+++ Given information +++
//! Application controller.
//!
//! `Tracker` owns the store and the calorie predictor and implements every
//! user-facing operation. Screens call into it with the client's `Session`;
//! it never holds per-user state itself.

use std::sync::Arc;

use chrono::{NaiveDate, NaiveDateTime};
use thiserror::Error;

use crate::accounts::{self, Account, AuthError, Registration};
use crate::ml::{CaloriePredictor, MlError, PredictionInput};
use crate::session::{Session, SessionUser};
use crate::storage::config::AdminSettings;
use crate::storage::database::{Database, DatabaseError};
use crate::workouts::{DailyProgress, NewWorkout, WorkoutEntry, WorkoutRecord, GOAL_RANGE_KCAL};

/// Errors from tracker operations.
#[derive(Debug, Error)]
pub enum TrackerError {
    #[error("Please log in first")]
    NotAuthenticated,

    #[error("Administrator access required")]
    Forbidden,

    #[error("{0}")]
    InvalidInput(String),

    #[error(transparent)]
    Auth(#[from] AuthError),

    #[error("Calorie prediction failed: {0}")]
    Ml(#[from] MlError),

    #[error("Database error: {0}")]
    Database(#[from] DatabaseError),
}

/// Aggregates shown on the administrator dashboard.
#[derive(Debug, Clone, PartialEq)]
pub struct AdminOverview {
    /// Non-admin accounts
    pub total_users: usize,
    /// Workout records across all users
    pub total_workouts: usize,
    /// Mean calories over all records, `None` without records
    pub average_calories: Option<f64>,
    /// Non-admin accounts in id order
    pub accounts: Vec<Account>,
}

impl AdminOverview {
    /// Average formatted for the metric card.
    pub fn average_calories_label(&self) -> String {
        match self.average_calories {
            Some(avg) if avg != 0.0 => format!("{:.2}", avg),
            _ => "0".to_string(),
        }
    }
}

/// Controller over the account store and the calorie model.
pub struct Tracker {
    db: Database,
    predictor: Arc<CaloriePredictor>,
}

impl Tracker {
    pub fn new(db: Database, predictor: Arc<CaloriePredictor>) -> Self {
        Self { db, predictor }
    }

    pub fn database(&self) -> &Database {
        &self.db
    }

    pub fn predictor(&self) -> &Arc<CaloriePredictor> {
        &self.predictor
    }

    /// Ensure the administrator account exists.
    pub fn bootstrap_admin(&self, settings: &AdminSettings) -> Result<bool, TrackerError> {
        Ok(accounts::bootstrap_admin(&self.db, settings)?)
    }

    /// Create a regular account. Does not log it in.
    pub fn register(&self, form: &Registration, today: NaiveDate) -> Result<Account, TrackerError> {
        Ok(accounts::register(&self.db, form, today)?)
    }

    /// Authenticate and populate the session.
    pub fn login(
        &self,
        session: &mut Session,
        username: &str,
        password: &str,
    ) -> Result<(), TrackerError> {
        let account = accounts::authenticate(&self.db, username, password)?;
        session.login(&account);
        Ok(())
    }

    pub fn logout(&self, session: &mut Session) {
        if let Some(user) = session.user() {
            tracing::info!("User '{}' logged out", user.username);
        }
        session.logout();
    }

    /// Store a daily calorie goal in the session.
    pub fn set_daily_goal(&self, session: &mut Session, kcal: u32) -> Result<(), TrackerError> {
        require_user(session)?;
        if !GOAL_RANGE_KCAL.contains(&kcal) {
            return Err(TrackerError::InvalidInput(format!(
                "Goal must be between {} and {} kcal",
                GOAL_RANGE_KCAL.start(),
                GOAL_RANGE_KCAL.end()
            )));
        }
        session.set_daily_goal(kcal);
        Ok(())
    }

    /// Goal progress for the session's user on `today`.
    pub fn daily_progress(
        &self,
        session: &Session,
        today: NaiveDate,
    ) -> Result<DailyProgress, TrackerError> {
        let user = require_user(session)?;
        let burned = self.db.calories_burned_on(user.id, today)?;
        Ok(DailyProgress::new(session.daily_goal(), burned))
    }

    /// Predict calories for a workout and append it to the user's history.
    ///
    /// Changed height or weight is written to the account and the session
    /// before predicting, so the prediction and the sidebar BMI both use the
    /// new values.
    pub fn log_workout(
        &self,
        session: &mut Session,
        entry: &WorkoutEntry,
        now: NaiveDateTime,
    ) -> Result<WorkoutRecord, TrackerError> {
        entry.validate().map_err(TrackerError::InvalidInput)?;

        let user = session.user_mut().ok_or(TrackerError::NotAuthenticated)?;
        if user.height_cm != entry.height_cm || user.weight_kg != entry.weight_kg {
            self.db
                .update_body_metrics(user.id, entry.height_cm, entry.weight_kg)?;
            user.height_cm = entry.height_cm;
            user.weight_kg = entry.weight_kg;
            tracing::info!(
                "Updated body metrics for '{}': {} cm, {} kg",
                user.username,
                entry.height_cm,
                entry.weight_kg
            );
        }

        let input = PredictionInput {
            age: user.age_on(now.date()) as f64,
            bmi: user.bmi(),
            duration_minutes: entry.duration_minutes as f64,
            heart_rate_bpm: entry.heart_rate_bpm as f64,
            body_temp_c: entry.body_temp_c,
            // Gender is not collected at registration
            is_male: true,
        };
        let calories = self.predictor.predict(&input)?;

        let record = self.db.insert_workout(&NewWorkout {
            user_id: user.id,
            recorded_at: now,
            duration_minutes: entry.duration_minutes,
            heart_rate_bpm: entry.heart_rate_bpm,
            body_temp_c: entry.body_temp_c,
            calories,
        })?;

        tracing::info!(
            "Saved workout {} for '{}': {:.2} kcal",
            record.id,
            user.username,
            record.calories
        );
        Ok(record)
    }

    /// The session user's workouts, oldest first.
    pub fn history(&self, session: &Session) -> Result<Vec<WorkoutRecord>, TrackerError> {
        let user = require_user(session)?;
        Ok(self.db.list_workouts_for_user(user.id)?)
    }

    /// Aggregates for the administrator dashboard.
    pub fn admin_overview(&self, session: &Session) -> Result<AdminOverview, TrackerError> {
        require_admin(session)?;
        Ok(AdminOverview {
            total_users: self.db.count_regular_accounts()?,
            total_workouts: self.db.count_workouts()?,
            average_calories: self.db.average_calories()?,
            accounts: self.db.list_regular_accounts()?,
        })
    }

    /// One user's workouts, for the administrator drill-down.
    pub fn user_history(
        &self,
        session: &Session,
        user_id: i64,
    ) -> Result<Vec<WorkoutRecord>, TrackerError> {
        require_admin(session)?;
        Ok(self.db.list_workouts_for_user(user_id)?)
    }
}

fn require_user(session: &Session) -> Result<&SessionUser, TrackerError> {
    session.user().ok_or(TrackerError::NotAuthenticated)
}

fn require_admin(session: &Session) -> Result<&SessionUser, TrackerError> {
    let user = require_user(session)?;
    if !user.is_admin {
        return Err(TrackerError::Forbidden);
    }
    Ok(user)
}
+++
Work task -
Return the full data, every line of it, with nothing altered.

Completed exercise -
//! Application controller.
//!
//! `Tracker` owns the store and the calorie predictor and implements every
//! user-facing operation. Screens call into it with the client's `Session`;
//! it never holds per-user state itself.

use std::sync::Arc;

use chrono::{NaiveDate, NaiveDateTime};
use thiserror::Error;

use crate::accounts::{self, Account, AuthError, Registration};
use crate::ml::{CaloriePredictor, MlError, PredictionInput};
use crate::session::{Session, SessionUser};
use crate::storage::config::AdminSettings;
use crate::storage::database::{Database, DatabaseError};
use crate::workouts::{DailyProgress, NewWorkout, WorkoutEntry, WorkoutRecord, GOAL_RANGE_KCAL};

/// Errors from tracker operations.
#[derive(Debug, Error)]
pub enum TrackerError {
    #[error("Please log in first")]
    NotAuthenticated,

    #[error("Administrator access required")]
    Forbidden,

    #[error("{0}")]
    InvalidInput(String),

    #[error(transparent)]
    Auth(#[from] AuthError),

    #[error("Calorie prediction failed: {0}")]
    Ml(#[from] MlError),

    #[error("Database error: {0}")]
    Database(#[from] DatabaseError),
}

/// Aggregates shown on the administrator dashboard.
#[derive(Debug, Clone, PartialEq)]
pub struct AdminOverview {
    /// Non-admin accounts
    pub total_users: usize,
    /// Workout records across all users
    pub total_workouts: usize,
    /// Mean calories over all records, `None` without records
    pub average_calories: Option<f64>,
    /// Non-admin accounts in id order
    pub accounts: Vec<Account>,
}

impl AdminOverview {
    /// Average formatted for the metric card.
    pub fn average_calories_label(&self) -> String {
        match self.average_calories {
            Some(avg) if avg != 0.0 => format!("{:.2}", avg),
            _ => "0".to_string(),
        }
    }
}

/// Controller over the account store and the calorie model.
pub struct Tracker {
    db: Database,
    predictor: Arc<CaloriePredictor>,
}

impl Tracker {
    pub fn new(db: Database, predictor: Arc<CaloriePredictor>) -> Self {
        Self { db, predictor }
    }

    pub fn database(&self) -> &Database {
        &self.db
    }

    pub fn predictor(&self) -> &Arc<CaloriePredictor> {
        &self.predictor
    }

    /// Ensure the administrator account exists.
    pub fn bootstrap_admin(&self, settings: &AdminSettings) -> Result<bool, TrackerError> {
        Ok(accounts::bootstrap_admin(&self.db, settings)?)
    }

    /// Create a regular account. Does not log it in.
    pub fn register(&self, form: &Registration, today: NaiveDate) -> Result<Account, TrackerError> {
        Ok(accounts::register(&self.db, form, today)?)
    }

    /// Authenticate and populate the session.
    pub fn login(
        &self,
        session: &mut Session,
        username: &str,
        password: &str,
    ) -> Result<(), TrackerError> {
        let account = accounts::authenticate(&self.db, username, password)?;
        session.login(&account);
        Ok(())
    }

    pub fn logout(&self, session: &mut Session) {
        if let Some(user) = session.user() {
            tracing::info!("User '{}' logged out", user.username);
        }
        session.logout();
    }

    /// Store a daily calorie goal in the session.
    pub fn set_daily_goal(&self, session: &mut Session, kcal: u32) -> Result<(), TrackerError> {
        require_user(session)?;
        if !GOAL_RANGE_KCAL.contains(&kcal) {
            return Err(TrackerError::InvalidInput(format!(
                "Goal must be between {} and {} kcal",
                GOAL_RANGE_KCAL.start(),
                GOAL_RANGE_KCAL.end()
            )));
        }
        session.set_daily_goal(kcal);
        Ok(())
    }

    /// Goal progress for the session's user on `today`.
    pub fn daily_progress(
        &self,
        session: &Session,
        today: NaiveDate,
    ) -> Result<DailyProgress, TrackerError> {
        let user = require_user(session)?;
        let burned = self.db.calories_burned_on(user.id, today)?;
        Ok(DailyProgress::new(session.daily_goal(), burned))
    }

    /// Predict calories for a workout and append it to the user's history.
    ///
    /// Changed height or weight is written to the account and the session
    /// before predicting, so the prediction and the sidebar BMI both use the
    /// new values.
    pub fn log_workout(
        &self,
        session: &mut Session,
        entry: &WorkoutEntry,
        now: NaiveDateTime,
    ) -> Result<WorkoutRecord, TrackerError> {
        entry.validate().map_err(TrackerError::InvalidInput)?;

        let user = session.user_mut().ok_or(TrackerError::NotAuthenticated)?;
        if user.height_cm != entry.height_cm || user.weight_kg != entry.weight_kg {
            self.db
                .update_body_metrics(user.id, entry.height_cm, entry.weight_kg)?;
            user.height_cm = entry.height_cm;
            user.weight_kg = entry.weight_kg;
            tracing::info!(
                "Updated body metrics for '{}': {} cm, {} kg",
                user.username,
                entry.height_cm,
                entry.weight_kg
            );
        }

        let input = PredictionInput {
            age: user.age_on(now.date()) as f64,
            bmi: user.bmi(),
            duration_minutes: entry.duration_minutes as f64,
            heart_rate_bpm: entry.heart_rate_bpm as f64,
            body_temp_c: entry.body_temp_c,
            // Gender is not collected at registration
            is_male: true,
        };
        let calories = self.predictor.predict(&input)?;

        let record = self.db.insert_workout(&NewWorkout {
            user_id: user.id,
            recorded_at: now,
            duration_minutes: entry.duration_minutes,
            heart_rate_bpm: entry.heart_rate_bpm,
            body_temp_c: entry.body_temp_c,
            calories,
        })?;

        tracing::info!(
            "Saved workout {} for '{}': {:.2} kcal",
            record.id,
            user.username,
            record.calories
        );
        Ok(record)
    }

    /// The session user's workouts, oldest first.
    pub fn history(&self, session: &Session) -> Result<Vec<WorkoutRecord>, TrackerError> {
        let user = require_user(session)?;
        Ok(self.db.list_workouts_for_user(user.id)?)
    }

    /// Aggregates for the administrator dashboard.
    pub fn admin_overview(&self, session: &Session) -> Result<AdminOverview, TrackerError> {
        require_admin(session)?;
        Ok(AdminOverview {
            total_users: self.db.count_regular_accounts()?,
            total_workouts: self.db.count_workouts()?,
            average_calories: self.db.average_calories()?,
            accounts: self.db.list_regular_accounts()?,
        })
    }

    /// One user's workouts, for the administrator drill-down.
    pub fn user_history(
        &self,
        session: &Session,
        user_id: i64,
    ) -> Result<Vec<WorkoutRecord>, TrackerError> {
        require_admin(session)?;
        Ok(self.db.list_workouts_for_user(user_id)?)
    }
}

fn require_user(session: &Session) -> Result<&SessionUser, TrackerError> {
    session.user().ok_or(TrackerError::NotAuthenticated)
}

fn require_admin(session: &Session) -> Result<&SessionUser, TrackerError> {
    let user = require_user(session)?;
    if !user.is_admin {
        return Err(TrackerError::Forbidden);
    }
    Ok(user)
}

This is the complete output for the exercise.